In 2015, CPB and PBL updated the 2006 socio-economic scenarios. In December 2015, global agreements were set down in Paris regarding the reduction of global warming to a maximum of 2 degrees Celsius by 2100. The Delta Programme has commissioned Deltares, KNMI, PBL, and CPB to explore the consequences of these agreements for the Delta Programme. Their conclusion was that these new insights still fall within the bandwidth of the Delta Scenarios, and that the impact of the Paris agreements will not be manifest in the water taskings until 2050 at the earliest. Ergo, the Preferential Strategies currently still constitute the proper basis, but incorporation of these new insights into the Delta Scenarios would be advisable when it comes to the selection of the next batch of measures set out in the adaptation tracks, particularly those relating to the freshwater supply.

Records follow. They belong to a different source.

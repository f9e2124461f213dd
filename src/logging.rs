use std::fs::OpenOptions;
use std::path::PathBuf;
use std::sync::Mutex;

use tracing_subscriber::{fmt, layer::SubscriberExt, util::SubscriberInitExt, EnvFilter};

use crate::error::{FinboardError, Result};
use crate::settings::Settings;

pub const LOG_FILE: &str = "finboard.log";

/// Filter used when `RUST_LOG` is not set.
fn default_directive(settings: &Settings) -> String {
    format!("finboard={}", settings.log_level)
}

/// Send tracing output to `<data_dir>/finboard.log`. The terminal belongs to
/// the TUI, so nothing is written to stdout or stderr.
pub fn init(settings: &Settings) -> Result<PathBuf> {
    let dir = settings.data_path();
    std::fs::create_dir_all(&dir)?;
    let path = dir.join(LOG_FILE);
    let file = OpenOptions::new().create(true).append(true).open(&path)?;

    let filter = EnvFilter::try_from_default_env()
        .unwrap_or_else(|_| EnvFilter::new(default_directive(settings)));

    tracing_subscriber::registry()
        .with(filter)
        .with(fmt::layer().with_writer(Mutex::new(file)).with_ansi(false))
        .try_init()
        .map_err(|e| FinboardError::Other(format!("logging already initialized: {e}")))?;

    tracing::info!(version = env!("CARGO_PKG_VERSION"), "finboard starting");
    Ok(path)
}
use crate::models::{Category, Transaction, TxnType};

// ---------------------------------------------------------------------------
// Totals
// ---------------------------------------------------------------------------

#[derive(Debug, Clone, Copy, PartialEq, Default)]
pub struct Totals {
    pub total_income: f64,
    pub total_expense: f64,
}

impl Totals {
    pub fn balance(&self) -> f64 {
        self.total_income - self.total_expense
    }
}

pub fn totals(txns: &[Transaction]) -> Totals {
    let mut out = Totals::default();
    for t in txns {
        match t.txn_type {
            TxnType::Income => out.total_income += t.amount,
            TxnType::Expense => out.total_expense += t.amount,
        }
    }
    out
}

// ---------------------------------------------------------------------------
// Expenses by category
// ---------------------------------------------------------------------------

#[derive(Debug, Clone, PartialEq)]
pub struct CategoryTotal {
    pub category: Category,
    pub value: f64,
}

/// Expense sums per category in `Category::ALL` order. Categories with
/// nothing spent are left out.
pub fn by_category(txns: &[Transaction]) -> Vec<CategoryTotal> {
    Category::ALL
        .iter()
        .map(|&category| CategoryTotal {
            category,
            value: txns
                .iter()
                .filter(|t| t.category == category && t.txn_type == TxnType::Expense)
                .map(|t| t.amount)
                .sum(),
        })
        .filter(|c| c.value > 0.0)
        .collect()
}

#[derive(Debug, Clone, PartialEq)]
pub struct CategoryShare {
    pub category: Category,
    pub value: f64,
    pub pct: f64,
}

/// `by_category` rows with each row's percentage of total expense.
pub fn category_shares(txns: &[Transaction]) -> Vec<CategoryShare> {
    let rows = by_category(txns);
    let total: f64 = rows.iter().map(|r| r.value).sum();
    rows.into_iter()
        .map(|r| CategoryShare {
            category: r.category,
            value: r.value,
            pct: if total > 0.0 { r.value / total * 100.0 } else { 0.0 },
        })
        .collect()
}

// ---------------------------------------------------------------------------
// Income vs expense by month
// ---------------------------------------------------------------------------

#[derive(Debug, Clone, PartialEq)]
pub struct MonthTotal {
    /// Short month name, e.g. "Jan". Different years share a label.
    pub month: String,
    pub income: f64,
    pub expense: f64,
}

/// One row per month label, ordered by first appearance while scanning
/// `txns` in the order given (store order, newest first), not by calendar.
pub fn by_month(txns: &[Transaction]) -> Vec<MonthTotal> {
    let mut months: Vec<MonthTotal> = Vec::new();
    for t in txns {
        let label = t.date.format("%b").to_string();
        let idx = match months.iter().position(|m| m.month == label) {
            Some(i) => i,
            None => {
                months.push(MonthTotal {
                    month: label,
                    income: 0.0,
                    expense: 0.0,
                });
                months.len() - 1
            }
        };
        match t.txn_type {
            TxnType::Income => months[idx].income += t.amount,
            TxnType::Expense => months[idx].expense += t.amount,
        }
    }
    months
}

#[cfg(test)]
mod tests {
    use super::*;
    use chrono::NaiveDate;

    fn txn(title: &str, amount: f64, category: Category, txn_type: TxnType, y: i32, m: u32, d: u32) -> Transaction {
        Transaction {
            id: title.to_lowercase(),
            date: NaiveDate::from_ymd_opt(y, m, d).unwrap(),
            title: title.to_string(),
            amount,
            category,
            txn_type,
        }
    }

    /// Newest first, as the store would hand them out.
    fn coffee_and_paycheck() -> Vec<Transaction> {
        vec![
            txn("Paycheck", 1000.0, Category::SalaryAndWages, TxnType::Income, 2025, 1, 10),
            txn("Coffee", 4.50, Category::FoodAndDrinks, TxnType::Expense, 2025, 1, 5),
        ]
    }

    #[test]
    fn test_empty_input_yields_zeros() {
        let t = totals(&[]);
        assert_eq!(t.total_income, 0.0);
        assert_eq!(t.total_expense, 0.0);
        assert_eq!(t.balance(), 0.0);
        assert!(by_category(&[]).is_empty());
        assert!(by_month(&[]).is_empty());
        assert!(category_shares(&[]).is_empty());
    }

    #[test]
    fn test_coffee_and_paycheck_scenario() {
        let txns = coffee_and_paycheck();

        let t = totals(&txns);
        assert_eq!(t.total_income, 1000.0);
        assert_eq!(t.total_expense, 4.50);
        assert_eq!(t.balance(), 995.50);

        assert_eq!(
            by_category(&txns),
            vec![CategoryTotal {
                category: Category::FoodAndDrinks,
                value: 4.50
            }]
        );

        assert_eq!(
            by_month(&txns),
            vec![MonthTotal {
                month: "Jan".into(),
                income: 1000.0,
                expense: 4.50
            }]
        );
    }

    #[test]
    fn test_by_category_follows_enumeration_order_and_skips_income() {
        let txns = vec![
            txn("Rent", 500.0, Category::Housing, TxnType::Expense, 2025, 2, 1),
            txn("Lunch", 12.0, Category::FoodAndDrinks, TxnType::Expense, 2025, 2, 2),
            txn("Dinner", 8.0, Category::FoodAndDrinks, TxnType::Expense, 2025, 2, 3),
            txn("Salary", 3000.0, Category::SalaryAndWages, TxnType::Income, 2025, 2, 4),
            txn("Refund", 20.0, Category::Shopping, TxnType::Income, 2025, 2, 5),
        ];
        let rows = by_category(&txns);
        let cats: Vec<Category> = rows.iter().map(|r| r.category).collect();
        assert_eq!(cats, vec![Category::FoodAndDrinks, Category::Housing]);
        assert_eq!(rows[0].value, 20.0);
        assert!(rows.iter().all(|r| r.value != 0.0));
    }

    #[test]
    fn test_by_month_uses_first_seen_order() {
        // Store order: a March record was added after a January one.
        let txns = vec![
            txn("Mar", 10.0, Category::Other, TxnType::Expense, 2025, 3, 1),
            txn("Jan", 20.0, Category::Other, TxnType::Income, 2025, 1, 1),
            txn("Mar2", 5.0, Category::Other, TxnType::Income, 2025, 3, 15),
            txn("Feb", 1.0, Category::Other, TxnType::Expense, 2025, 2, 1),
        ];
        let months = by_month(&txns);
        let labels: Vec<&str> = months.iter().map(|m| m.month.as_str()).collect();
        assert_eq!(labels, vec!["Mar", "Jan", "Feb"]);
        assert_eq!(months[0].income, 5.0);
        assert_eq!(months[0].expense, 10.0);
        assert_eq!(months[1].income, 20.0);
    }

    #[test]
    fn test_by_month_merges_same_month_across_years() {
        let txns = vec![
            txn("a", 1.0, Category::Other, TxnType::Expense, 2025, 1, 1),
            txn("b", 2.0, Category::Other, TxnType::Expense, 2024, 1, 1),
        ];
        let months = by_month(&txns);
        assert_eq!(months.len(), 1);
        assert_eq!(months[0].expense, 3.0);
    }

    #[test]
    fn test_category_shares_sum_to_hundred() {
        let txns = vec![
            txn("a", 25.0, Category::Shopping, TxnType::Expense, 2025, 1, 1),
            txn("b", 75.0, Category::Transportation, TxnType::Expense, 2025, 1, 2),
        ];
        let shares = category_shares(&txns);
        assert_eq!(shares[0].pct, 25.0);
        assert_eq!(shares[1].pct, 75.0);
    }

    #[test]
    fn test_balance_can_go_negative() {
        let txns = vec![
            txn("a", 10.0, Category::Other, TxnType::Income, 2025, 1, 1),
            txn("b", 40.0, Category::Other, TxnType::Expense, 2025, 1, 2),
        ];
        assert_eq!(totals(&txns).balance(), -30.0);
    }
}
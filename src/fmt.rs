use chrono::{Datelike, NaiveDate};

/// Format a float as Indian Rupees with lakh/crore grouping: ₹1,23,456.78
pub fn rupees(val: f64) -> String {
    let negative = val < 0.0;
    let paise = format!("{:.2}", val.abs());
    let (int_part, dec_part) = paise.split_once('.').unwrap_or((paise.as_str(), "00"));

    let grouped = group_indian(int_part);
    // "-0.00" after rounding is still zero
    if negative && paise != "0.00" {
        format!("-₹{grouped}.{dec_part}")
    } else {
        format!("₹{grouped}.{dec_part}")
    }
}

/// Insert separators the Indian way: the last three digits, then pairs.
fn group_indian(digits: &str) -> String {
    if digits.len() <= 3 {
        return digits.to_string();
    }
    let (head, tail) = digits.split_at(digits.len() - 3);
    let mut out = String::new();
    for (i, c) in head.chars().enumerate() {
        if i > 0 && (head.len() - i) % 2 == 0 {
            out.push(',');
        }
        out.push(c);
    }
    format!("{out},{tail}")
}

/// Compact axis label: ₹950, ₹2.5k, ₹10k, ₹1.2L, ₹3Cr.
pub fn rupees_compact(val: f64) -> String {
    let (scaled, suffix) = if val >= 10_000_000.0 {
        (val / 10_000_000.0, "Cr")
    } else if val >= 100_000.0 {
        (val / 100_000.0, "L")
    } else if val >= 1000.0 {
        (val / 1000.0, "k")
    } else {
        return format!("₹{}", val as u64);
    };
    if scaled == scaled.floor() {
        format!("₹{}{suffix}", scaled as u64)
    } else {
        format!("₹{:.1}{suffix}", scaled)
    }
}

/// Table date: "Jan 5, 2025".
pub fn date_short(date: NaiveDate) -> String {
    date.format("%b %-d, %Y").to_string()
}

/// Long date with an ordinal day: "January 5th, 2025".
pub fn date_long(date: NaiveDate) -> String {
    let day = date.day();
    let suffix = match (day % 10, day % 100) {
        (_, 11..=13) => "th",
        (1, _) => "st",
        (2, _) => "nd",
        (3, _) => "rd",
        _ => "th",
    };
    format!("{} {day}{suffix}, {}", date.format("%B"), date.year())
}

/// Shortest decimal text for an amount, as it would be typed back in.
pub fn plain_amount(val: f64) -> String {
    let s = format!("{val}");
    s.strip_suffix(".0").map(str::to_string).unwrap_or(s)
}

In 2017-2018, these new insights into socio-economic trends and the Paris climate agreements were incorporated into an interim update of the Delta Scenarios.

The update is based on adjusted expectations regarding the future use of land (larger differences between emerging and depopulating regions), on a more realistic distinction between autonomous developments in sectors (e.g., with respect to the increase in irrigated surface area), and on intended policy (e.g., regarding flushing to combat salinisation). Furthermore, another version has been added to the scenarios: PRESSURE-PARIS, reflecting how a reduction in CO2 emissions can affect the water taskings (for example, with respect to reducing soil subsidence in peat grassland areas). The Delta Plan on Freshwater Supply is using this interim update to update its bottleneck analysis and determine the next step in the adaptation strategies. It can also serve as input for the stress tests being conducted under the Delta Plan on Spatial Adaptation.

Meanwhile, there is growing evidence that with effect from the middle of this century, the sea level may rise faster than has been assumed in the Delta Scenarios. The IPCC is expected to publish a new report in September 2019. The Minister of Infrastructure and Water Management will inform the House of Representatives on this report. The next KNMI climate scenarios are scheduled to be completed by 2023; the Delta Scenarios will be updated accordingly.

General description of the scenarios

The scenarios provide qualitative and quantitative data on the climate, water systems, water consumption, and the use of land. The qualitative information consists of narratives and maps that describe the backgrounds and demonstrate the interconnectivity of the issues. The quantitative data is reflected in the form of indicators, such as those presented in the overview table in the abridged version of the Delta Scenarios. They cover time series for various factors, including temperature, precipitation, and river discharges as well as geographic databases pertaining to the use of space, soil subsidence, and salinisation in the Netherlands. The databases are specifically intended to be used in the quantitative model instruments for long-term policy choices (National Water Model) and the National Hydrology Tools (NHI).